Une grande vision... et une mauvaise exécution
Ce constat peu rassurant donne une impression de gâchis car HoloLens a été réellement impressionnant lors de sa sortie et a su convaincre des clients prestigieux au fil des ans. Malheureusement, ce schéma est aussi un grand classique de Microsoft : se positionner très en amont sur une technologie de rupture avec une vision ambitieuse et souvent un prototype ou premier produit imparfait mais prometteur... puis échouer à parfaire la proposition de valeur et finir par se faire doubler.
On l'a vu dans les "tablet PC", dans les proto-smartphones sous Windows Mobile, avec Zune et Kin, avec Kinect... Les exemples ne manquent pas, jusqu'au fiasco du regretté Windows Phone ou même des récents Surface Duo, sans oublier bien sûr Windows on ARM. Et que dire de l'environnement Windows Mixed Reality, intégré par défaut à Windows 10 mais avec lequel rien n'a été fait ? Microsoft semble là encore incapable de transformer l'essai.
C'est anecdotique, mais nous avions eu cette même conversation avec un membre de l'équipe HoloLens au sein de Microsoft après la sortie du second modèle. La personne a depuis quitté l'équipe en question.

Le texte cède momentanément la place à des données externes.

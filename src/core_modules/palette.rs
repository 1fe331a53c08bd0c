// THEORY:
// A `Palette` is the only thing the crate publishes. It is the row-major list of
// tile colors for one sampled frame, tagged with the grid shape and the color
// space it was sampled in. Its length always equals `rows * columns`; the
// constructor refuses anything else, so consumers can index it blindly.

use crate::core_modules::color::Color;
use crate::core_modules::frame::ColorSpace;
use serde::{Serialize, Serializer};
use std::sync::Arc;

/// One average color per grid tile, row-major.
///
/// Cloning is cheap: the colors live in a shared slice, so the same palette can
/// go to the callback, every broadcast subscriber and the latest-value handle.
#[derive(Debug, Clone, PartialEq, Eq, Serialize)]
pub struct Palette {
    rows: u32,
    columns: u32,
    color_space: ColorSpace,
    #[serde(serialize_with = "serialize_colors")]
    colors: Arc<[Color]>,
}

fn serialize_colors<S: Serializer>(colors: &Arc<[Color]>, serializer: S) -> Result<S::Ok, S::Error> {
    serializer.collect_seq(colors.iter())
}

impl Palette {
    /// Builds a palette, or `None` if `colors` does not hold exactly `rows * columns` entries.
    pub fn new(rows: u32, columns: u32, color_space: ColorSpace, colors: Vec<Color>) -> Option<Self> {
        if colors.len() != rows as usize * columns as usize {
            return None;
        }
        Some(Self {
            rows,
            columns,
            color_space,
            colors: colors.into(),
        })
    }

    pub fn rows(&self) -> u32 {
        self.rows
    }

    pub fn columns(&self) -> u32 {
        self.columns
    }

    pub fn color_space(&self) -> ColorSpace {
        self.color_space
    }

    pub fn len(&self) -> usize {
        self.colors.len()
    }

    pub fn is_empty(&self) -> bool {
        self.colors.is_empty()
    }

    pub fn colors(&self) -> &[Color] {
        &self.colors
    }

    pub fn iter(&self) -> std::slice::Iter<'_, Color> {
        self.colors.iter()
    }

    pub fn get(&self, row: u32, column: u32) -> Option<Color> {
        if row >= self.rows || column >= self.columns {
            return None;
        }
        self.colors
            .get(row as usize * self.columns as usize + column as usize)
            .copied()
    }
}

impl<'a> IntoIterator for &'a Palette {
    type Item = &'a Color;
    type IntoIter = std::slice::Iter<'a, Color>;

    fn into_iter(self) -> Self::IntoIter {
        self.iter()
    }
}

#[cfg(test)]
mod tests {
    use super::*;

    fn sample_palette() -> Palette {
        let colors = (0..6).map(|i| Color::opaque(i, 0, 0)).collect();
        Palette::new(2, 3, ColorSpace::Srgb, colors).unwrap()
    }

    #[test]
    fn rejects_wrong_length() {
        assert!(Palette::new(2, 2, ColorSpace::Srgb, vec![Color::default(); 3]).is_none());
    }

    #[test]
    fn get_is_row_major() {
        let palette = sample_palette();
        assert_eq!(palette.len(), 6);
        assert_eq!(palette.get(0, 2), Some(Color::opaque(2, 0, 0)));
        assert_eq!(palette.get(1, 0), Some(Color::opaque(3, 0, 0)));
        assert_eq!(palette.get(2, 0), None);
        assert_eq!(palette.get(0, 3), None);
    }

    #[test]
    fn clones_share_colors() {
        let a = sample_palette();
        let b = a.clone();
        assert!(Arc::ptr_eq(&a.colors, &b.colors));
        assert_eq!(a, b);
    }

    #[test]
    fn serializes_as_flat_object() {
        let palette = Palette::new(1, 1, ColorSpace::DisplayP3, vec![Color::new(1, 2, 3, 4)]).unwrap();
        let json = serde_json::to_value(&palette).unwrap();
        assert_eq!(json["rows"], 1);
        assert_eq!(json["color_space"], "display_p3");
        assert_eq!(json["colors"][0]["blue"], 3);
    }
}
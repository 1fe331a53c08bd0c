// THEORY:
// Spatial pooling for one tile. A tile is summarized by the arithmetic mean of
// each channel over every pixel it covers, computed in the frame's native
// encoding. Sums accumulate in `u64` so even a full 8K frame in a single tile
// cannot overflow, and the final division rounds to nearest so a uniform tile
// averages back to exactly its own color.
//
// The walk is row by row over contiguous byte spans of the frame, which keeps
// the inner loop a straight pass over memory.

use crate::core_modules::color::{CHANNELS, Color};
use crate::core_modules::frame::Frame;
use crate::core_modules::grid::Tile;

/// Running per-channel totals for a region.
#[derive(Debug, Clone, Copy, Default, PartialEq, Eq)]
pub struct ChannelSums {
    pub red: u64,
    pub green: u64,
    pub blue: u64,
    pub alpha: u64,
    pub count: u64,
}

impl ChannelSums {
    /// Adds a span of sequential RGBA bytes.
    pub fn accumulate(&mut self, span: &[u8]) {
        for px in span.chunks_exact(CHANNELS) {
            self.red += px[0] as u64;
            self.green += px[1] as u64;
            self.blue += px[2] as u64;
            self.alpha += px[3] as u64;
        }
        self.count += (span.len() / CHANNELS) as u64;
    }

    /// The rounded mean color, or `None` for an empty region.
    pub fn mean(&self) -> Option<Color> {
        if self.count == 0 {
            return None;
        }
        let n = self.count;
        let avg = |sum: u64| ((sum + n / 2) / n) as u8;
        Some(Color::new(
            avg(self.red),
            avg(self.green),
            avg(self.blue),
            avg(self.alpha),
        ))
    }
}

/// Sums every pixel of `tile` in `frame`.
pub fn tile_sums(frame: &Frame, tile: &Tile) -> ChannelSums {
    let mut sums = ChannelSums::default();
    for y in tile.y..tile.y + tile.height {
        sums.accumulate(frame.row_span(tile.x, y, tile.width));
    }
    sums
}

/// Average color of `tile`, or `None` if the tile covers no pixels.
pub fn average_color(frame: &Frame, tile: &Tile) -> Option<Color> {
    tile_sums(frame, tile).mean()
}

#[cfg(test)]
mod tests {
    use super::*;
    use crate::core_modules::grid::Grid;

    #[test]
    fn mean_rounds_to_nearest() {
        let mut sums = ChannelSums::default();
        sums.accumulate(&[0, 0, 0, 255, 1, 255, 3, 255]);
        assert_eq!(sums.count, 2);
        // (0+1)/2 = 0.5 -> 1, (0+255)/2 = 127.5 -> 128, (0+3)/2 = 1.5 -> 2
        assert_eq!(sums.mean(), Some(Color::new(1, 128, 2, 255)));
    }

    #[test]
    fn empty_region_has_no_mean() {
        assert_eq!(ChannelSums::default().mean(), None);
    }

    #[test]
    fn averages_only_inside_the_tile() {
        // 4x2 frame: left half black, right half white.
        let mut bytes = Vec::new();
        for _ in 0..2 {
            bytes.extend_from_slice(&[0, 0, 0, 255, 0, 0, 0, 255]);
            bytes.extend_from_slice(&[255, 255, 255, 255, 255, 255, 255, 255]);
        }
        let frame = Frame::from_rgba(4, 2, bytes).unwrap();
        let grid = Grid::new(1, 2);

        let left = average_color(&frame, &grid.tile(0, 0, 4, 2));
        let right = average_color(&frame, &grid.tile(0, 1, 4, 2));
        assert_eq!(left, Some(Color::opaque(0, 0, 0)));
        assert_eq!(right, Some(Color::opaque(255, 255, 255)));
    }

    #[test]
    fn large_tiles_do_not_overflow() {
        let frame = Frame::filled(512, 512, Color::new(255, 255, 255, 255)).unwrap();
        let tile = Grid::new(1, 1).tile(0, 0, 512, 512);
        let sums = tile_sums(&frame, &tile);
        assert_eq!(sums.red, 255 * 512 * 512);
        assert_eq!(average_color(&frame, &tile), Some(Color::opaque(255, 255, 255)));
    }
}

des investissements à long terme
L'une des grandes difficultés des technologies de réalité virtuelle et augmentée est que les contraintes technologiques restent encore très fortes aujourd'hui. Le secteur tout entier est tiré vers l'avant depuis cinq ans par Meta, qui y mise tout son avenir et dépense sans compter pour s'assurer d'y être un leader. Il faut dire qu'il n'a pas vraiment le choix : pour s'affranchir du joug d'Apple et de Google, qui règnent sur les smartphones, il faut leur couper l'herbe sous le pied sur le prochain changement de paradigme.
Microsoft est dans une situation relativement similaire : ancien roi de l'informatique personnelle du temps des PC, il s'est laissé débordé dans les smartphones et son activité Windows n'est plus aujourd'hui le moteur de sa croissance. Cependant il n'est pas prêt à investir massivement comme Meta, la tentation étant de se concentrer sur les activités qui génèrent déjà de l'argent, comme le cloud, et dont la croissance et la pérennité sont assurées.
Une logique raisonnable mais à double tranchant, car un demi-effort ne produit en général pas de grands résultats dans ce milieu. Google souffre un peu du même problème, avec un projet de casque de réalité mixte dont il est impossible de dire aujourd'hui s'il verra bien le jour, et qui risque dans tous les cas d'arriver en retard face à Meta et Apple. Difficile donc d'avoir confiance dans les projets de Microsoft en la matière jusqu'à nouvel ordre. Au passage, cette débâcle représente une opportunité pour Magic Leap, qui pourrait s'imposer sous la nouvelle direction de Peggy Johnson, ancienne cadre dirigeante de chez Microsoft.